What is expected: Look through the material below. Copy each line that contains the string "seed".

Information provided:
^^^^^^^^

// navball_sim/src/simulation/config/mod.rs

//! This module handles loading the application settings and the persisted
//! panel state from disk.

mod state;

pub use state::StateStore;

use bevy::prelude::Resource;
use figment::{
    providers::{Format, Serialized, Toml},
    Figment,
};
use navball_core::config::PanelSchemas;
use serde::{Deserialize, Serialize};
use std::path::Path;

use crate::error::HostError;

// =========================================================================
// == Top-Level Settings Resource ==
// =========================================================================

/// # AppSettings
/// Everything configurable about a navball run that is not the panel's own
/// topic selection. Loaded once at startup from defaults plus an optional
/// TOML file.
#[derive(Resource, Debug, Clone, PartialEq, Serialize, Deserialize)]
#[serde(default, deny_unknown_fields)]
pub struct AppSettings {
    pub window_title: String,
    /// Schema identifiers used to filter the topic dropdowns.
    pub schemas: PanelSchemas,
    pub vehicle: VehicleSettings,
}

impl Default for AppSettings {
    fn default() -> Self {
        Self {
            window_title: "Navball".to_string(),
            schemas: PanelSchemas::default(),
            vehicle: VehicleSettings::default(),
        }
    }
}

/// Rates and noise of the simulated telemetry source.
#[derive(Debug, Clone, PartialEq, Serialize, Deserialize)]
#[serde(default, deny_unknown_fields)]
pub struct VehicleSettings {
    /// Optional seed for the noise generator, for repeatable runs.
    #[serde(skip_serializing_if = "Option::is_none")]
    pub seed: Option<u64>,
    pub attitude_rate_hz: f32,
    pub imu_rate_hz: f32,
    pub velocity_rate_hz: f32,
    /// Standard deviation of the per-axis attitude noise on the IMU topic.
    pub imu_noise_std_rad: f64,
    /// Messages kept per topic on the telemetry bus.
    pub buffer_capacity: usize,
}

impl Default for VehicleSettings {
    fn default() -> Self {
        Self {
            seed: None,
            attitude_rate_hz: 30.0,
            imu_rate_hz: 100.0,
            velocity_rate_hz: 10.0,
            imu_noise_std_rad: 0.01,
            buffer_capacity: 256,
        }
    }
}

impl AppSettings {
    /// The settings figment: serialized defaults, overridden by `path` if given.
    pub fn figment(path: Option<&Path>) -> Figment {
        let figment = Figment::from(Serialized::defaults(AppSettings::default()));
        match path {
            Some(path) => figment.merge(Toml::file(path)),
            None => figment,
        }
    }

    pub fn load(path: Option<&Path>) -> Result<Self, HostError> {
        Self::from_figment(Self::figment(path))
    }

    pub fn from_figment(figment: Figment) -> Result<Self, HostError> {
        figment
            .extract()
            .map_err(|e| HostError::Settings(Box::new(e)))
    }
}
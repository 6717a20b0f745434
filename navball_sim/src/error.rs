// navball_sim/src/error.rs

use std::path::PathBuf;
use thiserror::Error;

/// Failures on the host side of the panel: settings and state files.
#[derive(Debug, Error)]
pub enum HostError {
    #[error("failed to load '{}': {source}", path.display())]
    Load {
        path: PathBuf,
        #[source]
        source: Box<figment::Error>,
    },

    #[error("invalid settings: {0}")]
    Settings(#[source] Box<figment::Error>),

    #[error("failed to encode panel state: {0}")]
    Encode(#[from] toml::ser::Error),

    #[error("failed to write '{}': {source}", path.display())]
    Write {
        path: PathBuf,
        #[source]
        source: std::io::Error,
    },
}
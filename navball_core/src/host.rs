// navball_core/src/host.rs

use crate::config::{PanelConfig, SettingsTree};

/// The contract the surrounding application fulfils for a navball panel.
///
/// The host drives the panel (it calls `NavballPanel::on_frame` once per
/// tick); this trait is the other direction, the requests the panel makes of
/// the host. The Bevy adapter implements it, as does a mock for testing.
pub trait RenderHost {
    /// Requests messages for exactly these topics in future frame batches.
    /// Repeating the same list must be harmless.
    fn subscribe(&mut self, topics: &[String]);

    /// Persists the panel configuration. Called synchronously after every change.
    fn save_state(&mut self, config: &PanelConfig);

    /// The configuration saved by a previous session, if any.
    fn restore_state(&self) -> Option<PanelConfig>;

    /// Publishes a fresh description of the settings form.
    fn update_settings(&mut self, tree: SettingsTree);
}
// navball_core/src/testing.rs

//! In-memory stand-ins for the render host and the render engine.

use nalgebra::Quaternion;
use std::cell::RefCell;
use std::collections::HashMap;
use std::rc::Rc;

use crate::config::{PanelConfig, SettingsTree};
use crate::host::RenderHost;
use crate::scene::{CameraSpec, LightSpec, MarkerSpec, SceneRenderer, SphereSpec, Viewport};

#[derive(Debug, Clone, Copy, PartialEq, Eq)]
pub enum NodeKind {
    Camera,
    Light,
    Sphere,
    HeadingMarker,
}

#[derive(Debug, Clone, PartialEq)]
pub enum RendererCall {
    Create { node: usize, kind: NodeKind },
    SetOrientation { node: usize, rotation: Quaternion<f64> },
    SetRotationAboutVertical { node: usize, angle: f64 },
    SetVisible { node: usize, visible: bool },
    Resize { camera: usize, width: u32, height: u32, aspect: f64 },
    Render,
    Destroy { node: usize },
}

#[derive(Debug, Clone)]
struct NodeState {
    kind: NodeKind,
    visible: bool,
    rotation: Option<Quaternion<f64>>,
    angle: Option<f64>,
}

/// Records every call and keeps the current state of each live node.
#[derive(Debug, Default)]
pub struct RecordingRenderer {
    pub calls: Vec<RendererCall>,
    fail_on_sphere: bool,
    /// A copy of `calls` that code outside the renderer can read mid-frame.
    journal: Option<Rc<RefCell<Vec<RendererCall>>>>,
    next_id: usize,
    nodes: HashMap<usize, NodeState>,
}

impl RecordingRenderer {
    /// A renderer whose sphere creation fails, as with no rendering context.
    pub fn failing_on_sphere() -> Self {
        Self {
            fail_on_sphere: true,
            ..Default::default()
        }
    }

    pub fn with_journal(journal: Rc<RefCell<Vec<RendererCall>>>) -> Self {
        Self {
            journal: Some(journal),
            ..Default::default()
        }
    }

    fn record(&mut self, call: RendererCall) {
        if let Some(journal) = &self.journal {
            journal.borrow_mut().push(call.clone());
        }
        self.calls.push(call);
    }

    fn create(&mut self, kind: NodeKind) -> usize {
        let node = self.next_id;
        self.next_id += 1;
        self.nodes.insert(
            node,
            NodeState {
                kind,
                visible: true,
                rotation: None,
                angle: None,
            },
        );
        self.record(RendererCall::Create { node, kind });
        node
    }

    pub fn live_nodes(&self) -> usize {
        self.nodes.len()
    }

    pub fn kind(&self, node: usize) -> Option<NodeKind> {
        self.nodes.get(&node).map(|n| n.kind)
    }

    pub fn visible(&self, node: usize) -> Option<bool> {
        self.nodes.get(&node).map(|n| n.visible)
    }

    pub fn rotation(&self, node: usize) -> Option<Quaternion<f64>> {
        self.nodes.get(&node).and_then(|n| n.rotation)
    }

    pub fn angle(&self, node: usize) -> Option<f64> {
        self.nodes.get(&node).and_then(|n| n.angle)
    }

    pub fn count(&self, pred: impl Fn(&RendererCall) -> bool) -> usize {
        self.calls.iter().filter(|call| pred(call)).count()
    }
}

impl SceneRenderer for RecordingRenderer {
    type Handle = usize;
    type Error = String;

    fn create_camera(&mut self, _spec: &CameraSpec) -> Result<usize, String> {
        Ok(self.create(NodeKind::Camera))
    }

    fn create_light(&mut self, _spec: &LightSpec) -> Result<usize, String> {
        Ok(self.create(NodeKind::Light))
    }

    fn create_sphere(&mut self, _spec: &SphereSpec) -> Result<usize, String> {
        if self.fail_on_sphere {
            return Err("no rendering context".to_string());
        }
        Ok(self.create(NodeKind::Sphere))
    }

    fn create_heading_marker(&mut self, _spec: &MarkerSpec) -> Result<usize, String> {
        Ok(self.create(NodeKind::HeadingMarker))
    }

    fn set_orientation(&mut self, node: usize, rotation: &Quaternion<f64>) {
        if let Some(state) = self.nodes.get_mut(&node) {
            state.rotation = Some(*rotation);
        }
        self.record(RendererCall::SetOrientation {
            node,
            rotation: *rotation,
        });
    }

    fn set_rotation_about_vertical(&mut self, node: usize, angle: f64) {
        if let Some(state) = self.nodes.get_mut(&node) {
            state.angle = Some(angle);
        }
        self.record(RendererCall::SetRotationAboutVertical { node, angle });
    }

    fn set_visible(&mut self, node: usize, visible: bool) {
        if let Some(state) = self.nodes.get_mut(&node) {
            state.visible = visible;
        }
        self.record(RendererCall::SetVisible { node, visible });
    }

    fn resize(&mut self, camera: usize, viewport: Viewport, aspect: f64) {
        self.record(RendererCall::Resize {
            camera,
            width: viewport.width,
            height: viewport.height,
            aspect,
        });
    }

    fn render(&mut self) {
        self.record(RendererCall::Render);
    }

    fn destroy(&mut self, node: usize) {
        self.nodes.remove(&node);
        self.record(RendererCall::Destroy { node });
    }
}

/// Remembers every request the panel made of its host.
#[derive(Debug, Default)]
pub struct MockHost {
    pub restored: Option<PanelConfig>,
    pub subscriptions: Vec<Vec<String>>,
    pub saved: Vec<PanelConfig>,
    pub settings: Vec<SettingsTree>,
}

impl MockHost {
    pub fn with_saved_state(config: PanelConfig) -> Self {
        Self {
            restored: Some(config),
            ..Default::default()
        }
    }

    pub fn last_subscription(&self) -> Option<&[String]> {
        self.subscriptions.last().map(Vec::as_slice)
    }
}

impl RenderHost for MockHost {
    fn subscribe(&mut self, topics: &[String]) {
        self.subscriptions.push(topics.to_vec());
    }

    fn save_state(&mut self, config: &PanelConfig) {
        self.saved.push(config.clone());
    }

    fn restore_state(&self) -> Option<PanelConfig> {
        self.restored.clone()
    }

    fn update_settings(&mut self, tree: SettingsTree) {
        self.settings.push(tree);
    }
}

^^^^^^^^

Response for this exercise:
    /// Optional seed for the noise generator, for repeatable runs.
    pub seed: Option<u64>,
            seed: None,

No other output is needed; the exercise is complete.